Dataset excerpts:
- - -

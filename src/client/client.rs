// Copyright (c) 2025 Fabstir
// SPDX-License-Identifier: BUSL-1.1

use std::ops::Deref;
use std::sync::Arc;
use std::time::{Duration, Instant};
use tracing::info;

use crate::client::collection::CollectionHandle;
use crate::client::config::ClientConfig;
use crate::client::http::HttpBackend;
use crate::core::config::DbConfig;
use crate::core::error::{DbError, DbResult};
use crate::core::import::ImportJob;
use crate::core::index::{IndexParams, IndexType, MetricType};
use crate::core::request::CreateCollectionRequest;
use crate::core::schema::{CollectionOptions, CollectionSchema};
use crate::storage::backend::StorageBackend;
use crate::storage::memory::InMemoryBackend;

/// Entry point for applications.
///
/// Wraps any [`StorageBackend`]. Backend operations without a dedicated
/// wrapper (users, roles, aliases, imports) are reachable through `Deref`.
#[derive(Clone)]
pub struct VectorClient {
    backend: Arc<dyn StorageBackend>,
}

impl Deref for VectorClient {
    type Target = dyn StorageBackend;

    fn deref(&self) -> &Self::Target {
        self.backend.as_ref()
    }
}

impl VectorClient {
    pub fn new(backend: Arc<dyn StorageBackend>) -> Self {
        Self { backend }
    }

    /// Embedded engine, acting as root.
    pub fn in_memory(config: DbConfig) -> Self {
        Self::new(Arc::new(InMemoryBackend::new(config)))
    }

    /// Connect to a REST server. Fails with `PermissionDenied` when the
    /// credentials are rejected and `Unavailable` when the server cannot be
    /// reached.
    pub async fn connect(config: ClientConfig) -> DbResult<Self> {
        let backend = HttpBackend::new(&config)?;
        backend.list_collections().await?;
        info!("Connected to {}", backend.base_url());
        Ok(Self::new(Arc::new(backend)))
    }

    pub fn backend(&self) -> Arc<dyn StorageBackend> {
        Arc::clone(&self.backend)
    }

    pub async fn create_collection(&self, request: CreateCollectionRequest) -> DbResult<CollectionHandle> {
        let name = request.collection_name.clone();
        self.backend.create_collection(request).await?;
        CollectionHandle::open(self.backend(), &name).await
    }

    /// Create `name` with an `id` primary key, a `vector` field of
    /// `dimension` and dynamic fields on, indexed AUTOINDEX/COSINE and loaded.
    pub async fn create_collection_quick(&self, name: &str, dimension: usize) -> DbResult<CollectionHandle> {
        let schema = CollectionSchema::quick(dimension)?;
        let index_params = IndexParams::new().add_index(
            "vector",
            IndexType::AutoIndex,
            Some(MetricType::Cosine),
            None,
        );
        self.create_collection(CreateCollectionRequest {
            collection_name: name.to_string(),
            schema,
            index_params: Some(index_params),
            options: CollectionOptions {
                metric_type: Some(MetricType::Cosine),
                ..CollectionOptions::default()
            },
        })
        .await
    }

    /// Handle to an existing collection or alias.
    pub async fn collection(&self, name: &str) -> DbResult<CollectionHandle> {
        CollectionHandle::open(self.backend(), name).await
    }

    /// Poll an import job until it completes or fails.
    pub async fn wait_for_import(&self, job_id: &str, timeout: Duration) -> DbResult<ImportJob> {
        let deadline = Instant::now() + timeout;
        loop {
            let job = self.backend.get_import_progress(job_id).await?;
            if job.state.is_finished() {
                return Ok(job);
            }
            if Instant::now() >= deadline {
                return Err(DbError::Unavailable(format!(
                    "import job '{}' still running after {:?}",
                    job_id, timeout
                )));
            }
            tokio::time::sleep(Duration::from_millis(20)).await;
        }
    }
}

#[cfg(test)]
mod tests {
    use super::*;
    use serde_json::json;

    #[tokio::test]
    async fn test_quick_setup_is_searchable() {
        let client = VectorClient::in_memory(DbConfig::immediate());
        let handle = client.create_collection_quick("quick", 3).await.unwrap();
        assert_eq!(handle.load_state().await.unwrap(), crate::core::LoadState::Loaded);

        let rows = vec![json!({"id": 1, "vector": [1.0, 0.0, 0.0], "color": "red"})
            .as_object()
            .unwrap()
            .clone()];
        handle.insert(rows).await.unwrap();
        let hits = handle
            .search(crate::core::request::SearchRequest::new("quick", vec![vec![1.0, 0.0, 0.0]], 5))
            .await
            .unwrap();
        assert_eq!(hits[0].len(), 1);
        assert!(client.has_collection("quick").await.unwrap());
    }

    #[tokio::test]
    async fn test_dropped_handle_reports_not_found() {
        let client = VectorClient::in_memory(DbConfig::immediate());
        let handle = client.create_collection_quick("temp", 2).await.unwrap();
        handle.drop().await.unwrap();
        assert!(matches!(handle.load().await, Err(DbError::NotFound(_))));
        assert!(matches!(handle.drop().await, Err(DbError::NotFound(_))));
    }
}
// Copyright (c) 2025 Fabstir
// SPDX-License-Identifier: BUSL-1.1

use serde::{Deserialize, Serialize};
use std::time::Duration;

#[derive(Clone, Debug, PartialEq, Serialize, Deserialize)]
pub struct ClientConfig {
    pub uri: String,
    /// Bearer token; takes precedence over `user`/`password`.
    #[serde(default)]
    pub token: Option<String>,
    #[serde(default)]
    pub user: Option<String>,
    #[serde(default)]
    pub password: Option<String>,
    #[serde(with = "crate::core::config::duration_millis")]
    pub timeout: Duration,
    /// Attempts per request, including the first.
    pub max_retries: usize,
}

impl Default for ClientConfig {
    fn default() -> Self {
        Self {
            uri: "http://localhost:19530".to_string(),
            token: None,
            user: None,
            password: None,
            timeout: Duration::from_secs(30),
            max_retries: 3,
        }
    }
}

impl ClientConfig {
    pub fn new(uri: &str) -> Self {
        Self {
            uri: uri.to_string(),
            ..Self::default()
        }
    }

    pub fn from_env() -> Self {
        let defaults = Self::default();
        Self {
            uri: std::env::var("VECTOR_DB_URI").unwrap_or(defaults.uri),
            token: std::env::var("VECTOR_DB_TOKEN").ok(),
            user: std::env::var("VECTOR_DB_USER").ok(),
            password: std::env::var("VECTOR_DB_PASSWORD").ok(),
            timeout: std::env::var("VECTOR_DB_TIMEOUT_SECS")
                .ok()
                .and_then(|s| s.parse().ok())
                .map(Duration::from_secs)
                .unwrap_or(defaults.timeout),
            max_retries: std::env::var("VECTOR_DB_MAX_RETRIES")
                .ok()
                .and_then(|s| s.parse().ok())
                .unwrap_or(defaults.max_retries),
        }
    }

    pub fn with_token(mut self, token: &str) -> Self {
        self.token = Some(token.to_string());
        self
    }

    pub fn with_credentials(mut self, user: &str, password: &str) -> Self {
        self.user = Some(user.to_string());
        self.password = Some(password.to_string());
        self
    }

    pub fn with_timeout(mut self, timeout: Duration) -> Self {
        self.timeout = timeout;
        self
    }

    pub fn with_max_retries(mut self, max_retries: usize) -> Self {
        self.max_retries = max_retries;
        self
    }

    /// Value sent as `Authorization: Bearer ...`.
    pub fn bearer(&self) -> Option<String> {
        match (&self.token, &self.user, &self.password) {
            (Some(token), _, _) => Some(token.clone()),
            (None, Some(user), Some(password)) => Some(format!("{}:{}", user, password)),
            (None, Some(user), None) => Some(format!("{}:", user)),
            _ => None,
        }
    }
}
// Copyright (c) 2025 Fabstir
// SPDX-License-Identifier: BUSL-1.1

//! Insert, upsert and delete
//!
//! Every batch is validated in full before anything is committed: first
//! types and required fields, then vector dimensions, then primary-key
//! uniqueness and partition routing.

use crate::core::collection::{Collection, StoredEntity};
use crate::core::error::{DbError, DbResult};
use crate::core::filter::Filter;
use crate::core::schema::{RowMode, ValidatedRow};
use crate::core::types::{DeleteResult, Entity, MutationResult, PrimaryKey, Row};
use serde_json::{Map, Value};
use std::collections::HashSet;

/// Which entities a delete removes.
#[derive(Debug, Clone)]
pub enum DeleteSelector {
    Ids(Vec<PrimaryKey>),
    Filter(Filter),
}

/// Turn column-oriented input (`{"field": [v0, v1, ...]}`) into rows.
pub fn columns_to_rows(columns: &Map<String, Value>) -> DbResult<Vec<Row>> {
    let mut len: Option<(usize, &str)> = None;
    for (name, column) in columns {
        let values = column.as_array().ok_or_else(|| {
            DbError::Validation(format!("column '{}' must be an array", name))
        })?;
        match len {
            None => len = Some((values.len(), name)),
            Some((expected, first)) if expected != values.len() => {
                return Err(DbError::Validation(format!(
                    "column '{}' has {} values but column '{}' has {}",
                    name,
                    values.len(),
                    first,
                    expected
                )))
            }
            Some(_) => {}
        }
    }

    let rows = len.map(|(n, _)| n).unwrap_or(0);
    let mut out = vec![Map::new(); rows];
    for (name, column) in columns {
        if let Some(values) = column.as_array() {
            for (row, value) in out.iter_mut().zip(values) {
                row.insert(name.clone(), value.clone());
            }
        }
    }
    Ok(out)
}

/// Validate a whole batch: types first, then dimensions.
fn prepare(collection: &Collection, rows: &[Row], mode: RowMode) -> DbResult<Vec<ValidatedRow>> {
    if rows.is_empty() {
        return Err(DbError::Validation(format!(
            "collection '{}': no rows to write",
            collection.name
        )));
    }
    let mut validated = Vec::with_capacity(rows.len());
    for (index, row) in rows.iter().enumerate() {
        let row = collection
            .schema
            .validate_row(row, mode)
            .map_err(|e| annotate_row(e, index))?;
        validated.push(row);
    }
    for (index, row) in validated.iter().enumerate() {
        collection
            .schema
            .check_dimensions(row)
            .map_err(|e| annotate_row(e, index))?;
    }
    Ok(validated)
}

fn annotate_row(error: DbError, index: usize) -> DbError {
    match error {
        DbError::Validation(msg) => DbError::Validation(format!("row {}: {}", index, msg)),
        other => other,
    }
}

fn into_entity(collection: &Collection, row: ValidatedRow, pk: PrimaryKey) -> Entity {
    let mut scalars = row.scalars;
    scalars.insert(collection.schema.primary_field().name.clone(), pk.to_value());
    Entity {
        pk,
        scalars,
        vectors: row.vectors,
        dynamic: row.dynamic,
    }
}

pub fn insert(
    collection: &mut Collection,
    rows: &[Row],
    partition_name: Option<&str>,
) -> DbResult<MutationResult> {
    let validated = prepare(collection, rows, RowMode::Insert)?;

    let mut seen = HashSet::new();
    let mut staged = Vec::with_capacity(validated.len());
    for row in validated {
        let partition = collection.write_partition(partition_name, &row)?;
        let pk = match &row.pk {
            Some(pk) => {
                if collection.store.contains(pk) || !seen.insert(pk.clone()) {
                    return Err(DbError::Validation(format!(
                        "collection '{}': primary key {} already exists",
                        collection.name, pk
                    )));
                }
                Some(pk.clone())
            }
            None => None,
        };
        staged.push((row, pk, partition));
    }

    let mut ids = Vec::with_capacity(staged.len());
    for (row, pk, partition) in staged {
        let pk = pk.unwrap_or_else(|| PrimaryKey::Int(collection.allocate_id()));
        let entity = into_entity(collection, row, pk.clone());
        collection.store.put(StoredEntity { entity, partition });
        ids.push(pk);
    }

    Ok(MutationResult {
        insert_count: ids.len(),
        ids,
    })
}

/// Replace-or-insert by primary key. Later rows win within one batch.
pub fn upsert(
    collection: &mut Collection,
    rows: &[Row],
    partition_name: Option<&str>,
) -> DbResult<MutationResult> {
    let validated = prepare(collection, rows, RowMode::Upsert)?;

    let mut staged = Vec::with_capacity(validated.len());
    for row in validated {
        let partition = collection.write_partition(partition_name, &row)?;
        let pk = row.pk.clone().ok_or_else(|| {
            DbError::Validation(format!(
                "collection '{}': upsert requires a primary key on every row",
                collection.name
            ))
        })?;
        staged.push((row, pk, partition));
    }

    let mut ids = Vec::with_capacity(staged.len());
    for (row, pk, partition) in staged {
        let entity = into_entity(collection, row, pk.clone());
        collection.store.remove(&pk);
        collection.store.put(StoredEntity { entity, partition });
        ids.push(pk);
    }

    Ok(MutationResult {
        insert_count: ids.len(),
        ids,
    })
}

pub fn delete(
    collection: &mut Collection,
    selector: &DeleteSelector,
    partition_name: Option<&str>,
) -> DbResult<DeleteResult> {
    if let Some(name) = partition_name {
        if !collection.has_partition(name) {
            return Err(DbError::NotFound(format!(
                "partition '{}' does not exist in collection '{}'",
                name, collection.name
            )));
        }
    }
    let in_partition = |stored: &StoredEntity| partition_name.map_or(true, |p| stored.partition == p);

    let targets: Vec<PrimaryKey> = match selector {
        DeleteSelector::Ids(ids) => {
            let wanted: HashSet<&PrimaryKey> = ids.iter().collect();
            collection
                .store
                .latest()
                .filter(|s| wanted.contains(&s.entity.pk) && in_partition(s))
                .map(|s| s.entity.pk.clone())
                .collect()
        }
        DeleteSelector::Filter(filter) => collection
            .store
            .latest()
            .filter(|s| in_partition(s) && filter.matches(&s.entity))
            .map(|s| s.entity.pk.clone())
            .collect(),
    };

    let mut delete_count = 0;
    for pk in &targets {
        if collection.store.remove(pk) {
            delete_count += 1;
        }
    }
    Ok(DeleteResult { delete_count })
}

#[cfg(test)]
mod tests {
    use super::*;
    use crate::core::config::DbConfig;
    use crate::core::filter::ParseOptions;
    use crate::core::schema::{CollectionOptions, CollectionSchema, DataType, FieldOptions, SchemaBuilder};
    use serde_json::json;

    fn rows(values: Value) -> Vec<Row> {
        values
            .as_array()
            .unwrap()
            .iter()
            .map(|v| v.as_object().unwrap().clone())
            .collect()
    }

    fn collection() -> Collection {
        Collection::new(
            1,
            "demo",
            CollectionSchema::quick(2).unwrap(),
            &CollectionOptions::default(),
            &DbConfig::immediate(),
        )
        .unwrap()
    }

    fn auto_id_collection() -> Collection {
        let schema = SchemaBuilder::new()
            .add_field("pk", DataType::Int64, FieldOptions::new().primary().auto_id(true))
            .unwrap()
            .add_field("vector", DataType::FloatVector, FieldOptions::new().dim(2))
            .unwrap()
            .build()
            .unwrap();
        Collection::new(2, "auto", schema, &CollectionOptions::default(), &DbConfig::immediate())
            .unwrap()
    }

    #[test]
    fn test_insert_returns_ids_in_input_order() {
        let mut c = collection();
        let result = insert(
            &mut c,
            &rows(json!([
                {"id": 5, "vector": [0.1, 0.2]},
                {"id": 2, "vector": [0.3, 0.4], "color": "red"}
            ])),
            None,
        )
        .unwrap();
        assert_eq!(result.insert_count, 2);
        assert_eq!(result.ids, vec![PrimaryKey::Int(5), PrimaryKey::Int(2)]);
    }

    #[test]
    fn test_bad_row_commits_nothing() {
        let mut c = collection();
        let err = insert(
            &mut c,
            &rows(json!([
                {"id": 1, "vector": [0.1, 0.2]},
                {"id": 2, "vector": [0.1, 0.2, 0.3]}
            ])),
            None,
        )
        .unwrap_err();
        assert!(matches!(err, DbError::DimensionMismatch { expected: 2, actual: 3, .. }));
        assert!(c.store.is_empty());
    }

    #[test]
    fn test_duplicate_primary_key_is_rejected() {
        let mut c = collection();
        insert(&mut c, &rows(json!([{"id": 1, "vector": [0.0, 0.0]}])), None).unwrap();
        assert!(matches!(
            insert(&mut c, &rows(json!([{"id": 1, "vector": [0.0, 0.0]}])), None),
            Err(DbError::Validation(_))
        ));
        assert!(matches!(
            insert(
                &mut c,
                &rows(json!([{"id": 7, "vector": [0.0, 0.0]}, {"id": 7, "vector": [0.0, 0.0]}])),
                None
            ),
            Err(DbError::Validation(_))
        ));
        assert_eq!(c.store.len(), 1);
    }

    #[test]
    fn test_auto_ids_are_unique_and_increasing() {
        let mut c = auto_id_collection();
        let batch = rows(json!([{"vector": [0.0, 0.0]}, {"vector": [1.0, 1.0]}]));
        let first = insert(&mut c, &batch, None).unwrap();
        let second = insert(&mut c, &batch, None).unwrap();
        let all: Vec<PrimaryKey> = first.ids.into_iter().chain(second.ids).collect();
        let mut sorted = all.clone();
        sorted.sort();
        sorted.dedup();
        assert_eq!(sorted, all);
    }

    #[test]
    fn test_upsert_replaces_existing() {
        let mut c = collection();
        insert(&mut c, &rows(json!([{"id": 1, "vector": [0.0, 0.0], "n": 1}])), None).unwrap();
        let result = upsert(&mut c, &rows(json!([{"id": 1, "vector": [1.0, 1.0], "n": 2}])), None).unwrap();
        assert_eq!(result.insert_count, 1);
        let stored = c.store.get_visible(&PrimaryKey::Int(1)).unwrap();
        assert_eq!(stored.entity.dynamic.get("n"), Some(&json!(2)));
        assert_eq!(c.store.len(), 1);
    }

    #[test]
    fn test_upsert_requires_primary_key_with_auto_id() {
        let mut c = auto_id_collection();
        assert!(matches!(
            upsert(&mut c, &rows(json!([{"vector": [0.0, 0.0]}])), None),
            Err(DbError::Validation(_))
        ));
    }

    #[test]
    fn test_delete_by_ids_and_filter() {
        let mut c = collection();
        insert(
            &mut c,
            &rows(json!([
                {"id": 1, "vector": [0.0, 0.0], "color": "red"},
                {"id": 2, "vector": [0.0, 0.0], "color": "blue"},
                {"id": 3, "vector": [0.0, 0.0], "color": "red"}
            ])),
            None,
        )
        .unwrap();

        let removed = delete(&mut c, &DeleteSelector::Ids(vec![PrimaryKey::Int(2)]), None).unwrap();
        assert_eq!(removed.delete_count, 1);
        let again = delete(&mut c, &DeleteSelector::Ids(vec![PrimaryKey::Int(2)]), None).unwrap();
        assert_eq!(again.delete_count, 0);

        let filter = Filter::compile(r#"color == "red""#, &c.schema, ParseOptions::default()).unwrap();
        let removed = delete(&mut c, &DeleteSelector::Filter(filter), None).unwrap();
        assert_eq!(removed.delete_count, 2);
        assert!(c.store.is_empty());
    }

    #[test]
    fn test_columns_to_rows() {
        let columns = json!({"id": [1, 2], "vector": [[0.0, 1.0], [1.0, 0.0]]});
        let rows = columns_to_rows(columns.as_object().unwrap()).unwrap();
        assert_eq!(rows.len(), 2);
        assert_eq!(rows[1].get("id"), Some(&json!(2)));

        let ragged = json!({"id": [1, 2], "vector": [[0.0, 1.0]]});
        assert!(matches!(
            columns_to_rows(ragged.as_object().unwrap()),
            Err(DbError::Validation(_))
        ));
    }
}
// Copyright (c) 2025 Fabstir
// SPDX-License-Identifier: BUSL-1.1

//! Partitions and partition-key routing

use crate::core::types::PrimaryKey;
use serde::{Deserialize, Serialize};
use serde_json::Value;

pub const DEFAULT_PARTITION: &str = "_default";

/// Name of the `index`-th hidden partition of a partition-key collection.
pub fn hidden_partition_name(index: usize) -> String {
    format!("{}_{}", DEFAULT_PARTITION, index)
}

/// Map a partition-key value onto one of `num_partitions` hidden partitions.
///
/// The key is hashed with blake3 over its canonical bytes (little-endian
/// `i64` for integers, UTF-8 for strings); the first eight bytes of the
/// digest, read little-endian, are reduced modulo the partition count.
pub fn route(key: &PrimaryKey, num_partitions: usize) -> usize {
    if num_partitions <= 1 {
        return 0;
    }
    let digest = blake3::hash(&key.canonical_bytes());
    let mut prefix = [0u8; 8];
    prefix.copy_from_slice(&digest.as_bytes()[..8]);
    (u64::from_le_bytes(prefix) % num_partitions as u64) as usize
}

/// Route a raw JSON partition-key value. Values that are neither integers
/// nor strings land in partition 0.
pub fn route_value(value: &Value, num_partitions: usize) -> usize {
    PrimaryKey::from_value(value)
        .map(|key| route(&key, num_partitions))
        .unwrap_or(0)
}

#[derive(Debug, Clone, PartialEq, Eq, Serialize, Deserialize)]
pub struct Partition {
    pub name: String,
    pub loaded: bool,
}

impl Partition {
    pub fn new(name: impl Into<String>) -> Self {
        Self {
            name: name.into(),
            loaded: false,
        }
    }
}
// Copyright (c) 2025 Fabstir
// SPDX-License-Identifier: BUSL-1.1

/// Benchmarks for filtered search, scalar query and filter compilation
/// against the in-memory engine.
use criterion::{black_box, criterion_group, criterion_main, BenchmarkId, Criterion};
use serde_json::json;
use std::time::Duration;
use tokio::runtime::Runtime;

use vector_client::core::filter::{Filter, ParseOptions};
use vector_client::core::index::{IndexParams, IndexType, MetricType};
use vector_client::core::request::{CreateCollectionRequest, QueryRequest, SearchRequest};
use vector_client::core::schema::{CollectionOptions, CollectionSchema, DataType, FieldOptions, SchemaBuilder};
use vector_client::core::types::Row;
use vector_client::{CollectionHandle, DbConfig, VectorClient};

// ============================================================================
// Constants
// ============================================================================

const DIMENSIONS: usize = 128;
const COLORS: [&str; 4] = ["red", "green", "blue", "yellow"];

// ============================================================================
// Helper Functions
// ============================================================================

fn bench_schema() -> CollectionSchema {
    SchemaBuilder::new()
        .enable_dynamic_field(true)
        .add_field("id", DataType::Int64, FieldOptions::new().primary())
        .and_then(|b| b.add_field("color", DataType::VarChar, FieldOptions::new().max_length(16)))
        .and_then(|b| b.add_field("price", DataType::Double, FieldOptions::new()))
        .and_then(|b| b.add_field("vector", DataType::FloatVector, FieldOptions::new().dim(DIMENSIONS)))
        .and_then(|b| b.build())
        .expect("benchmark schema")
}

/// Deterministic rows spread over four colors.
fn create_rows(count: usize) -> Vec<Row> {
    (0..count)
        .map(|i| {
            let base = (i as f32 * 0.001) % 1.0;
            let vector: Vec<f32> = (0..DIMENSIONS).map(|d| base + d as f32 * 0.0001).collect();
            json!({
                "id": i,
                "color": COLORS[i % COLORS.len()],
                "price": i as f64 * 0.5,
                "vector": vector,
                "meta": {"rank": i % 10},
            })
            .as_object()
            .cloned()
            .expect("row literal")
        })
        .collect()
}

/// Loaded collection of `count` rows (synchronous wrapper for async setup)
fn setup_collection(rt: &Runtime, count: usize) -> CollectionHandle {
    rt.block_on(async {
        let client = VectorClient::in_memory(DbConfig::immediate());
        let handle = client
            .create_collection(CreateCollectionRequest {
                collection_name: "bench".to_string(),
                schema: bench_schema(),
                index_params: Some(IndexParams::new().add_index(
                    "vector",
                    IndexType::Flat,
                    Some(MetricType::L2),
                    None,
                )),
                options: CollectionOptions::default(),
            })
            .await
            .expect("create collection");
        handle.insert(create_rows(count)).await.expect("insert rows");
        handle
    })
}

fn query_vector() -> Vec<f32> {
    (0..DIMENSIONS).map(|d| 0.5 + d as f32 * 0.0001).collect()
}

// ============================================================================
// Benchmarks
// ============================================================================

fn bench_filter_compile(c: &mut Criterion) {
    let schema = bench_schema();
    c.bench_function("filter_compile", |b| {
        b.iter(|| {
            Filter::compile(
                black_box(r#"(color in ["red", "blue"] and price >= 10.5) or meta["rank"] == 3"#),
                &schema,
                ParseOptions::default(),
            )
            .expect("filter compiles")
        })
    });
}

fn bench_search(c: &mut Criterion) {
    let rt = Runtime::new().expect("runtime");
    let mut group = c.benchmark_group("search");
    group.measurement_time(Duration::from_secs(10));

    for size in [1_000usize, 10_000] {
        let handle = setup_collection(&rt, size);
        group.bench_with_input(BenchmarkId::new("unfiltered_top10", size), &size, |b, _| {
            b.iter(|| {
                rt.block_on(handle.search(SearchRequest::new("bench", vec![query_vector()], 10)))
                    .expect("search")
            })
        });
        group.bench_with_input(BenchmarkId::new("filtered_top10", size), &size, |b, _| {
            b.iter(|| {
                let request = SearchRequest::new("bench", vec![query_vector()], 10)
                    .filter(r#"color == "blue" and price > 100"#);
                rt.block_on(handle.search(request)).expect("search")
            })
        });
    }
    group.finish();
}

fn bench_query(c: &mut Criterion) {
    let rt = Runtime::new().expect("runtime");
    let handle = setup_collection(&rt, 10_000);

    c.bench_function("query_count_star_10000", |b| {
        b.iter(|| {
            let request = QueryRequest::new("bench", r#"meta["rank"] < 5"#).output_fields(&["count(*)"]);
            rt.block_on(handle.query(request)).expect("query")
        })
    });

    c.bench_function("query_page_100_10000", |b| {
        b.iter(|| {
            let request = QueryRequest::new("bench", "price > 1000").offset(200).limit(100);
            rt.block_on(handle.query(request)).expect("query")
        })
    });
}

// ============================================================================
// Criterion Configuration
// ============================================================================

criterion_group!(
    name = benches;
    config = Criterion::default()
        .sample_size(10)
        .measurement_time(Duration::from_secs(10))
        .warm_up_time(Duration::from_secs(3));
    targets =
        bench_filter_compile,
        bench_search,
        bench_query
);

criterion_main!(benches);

- - -

From the entries above, give again exactly the lines running from the line with "pub fn bearer(&self)" to the line with "(None, Some(user), None)"; include both of those lines.

    pub fn bearer(&self) -> Option<String> {
        match (&self.token, &self.user, &self.password) {
            (Some(token), _, _) => Some(token.clone()),
            (None, Some(user), Some(password)) => Some(format!("{}:{}", user, password)),
            (None, Some(user), None) => Some(format!("{}:", user)),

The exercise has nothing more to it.